(Data in this exercise):
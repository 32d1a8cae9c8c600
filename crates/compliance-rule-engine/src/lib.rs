//! 合规规则引擎
//!
//! 将声明式的条件树规则编译为可复用的评估闭包，并对合规控制项
//! 逐条或批量执行，产出通过/未通过判定。支持：
//! - JSON 规则文档解析与面向编写界面的结构化校验
//! - 条件树一次编译、多次评估（短路求值）
//! - DashMap 编译规则缓存
//! - 有界并发的批量评估与汇总
//! - 可插拔的评估指标接收器
//!
//! 本 crate 是纯库：规则与结果的持久化、评估调度、结果展示和
//! 修复执行都属于宿主进程的职责。

pub mod compiler;
pub mod error;
pub mod evaluator;
pub mod metrics;
pub mod models;
pub mod operators;
pub mod resolver;
pub mod service;
pub mod store;
pub mod validator;

pub use compiler::{CompiledRule, ConditionCompiler, Evaluator, RuleCompiler};
pub use error::{Result, RuleError};
pub use evaluator::ConditionEvaluator;
pub use metrics::{MetricsRecorder, MetricsSink, RULE_EVALUATION_DURATION_MS};
pub use models::{
    BulkEvaluationResult, Condition, ControlEvaluation, EvaluationContext, EvaluationResult,
    EvaluationSummary, FrameworkMapping, Remediation, RemediationKind, Rule, Severity,
};
pub use operators::Operator;
pub use resolver::FieldAccessor;
pub use service::{DEFAULT_CONCURRENCY, EvaluationService};
pub use store::{RuleStore, RuleStoreStats};
pub use validator::{RuleValidator, ValidationError, ValidationReport};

(Task prompt):
Select every line in the records above that contains the word "service".

(Answer space):
pub mod service;
pub use service::{DEFAULT_CONCURRENCY, EvaluationService};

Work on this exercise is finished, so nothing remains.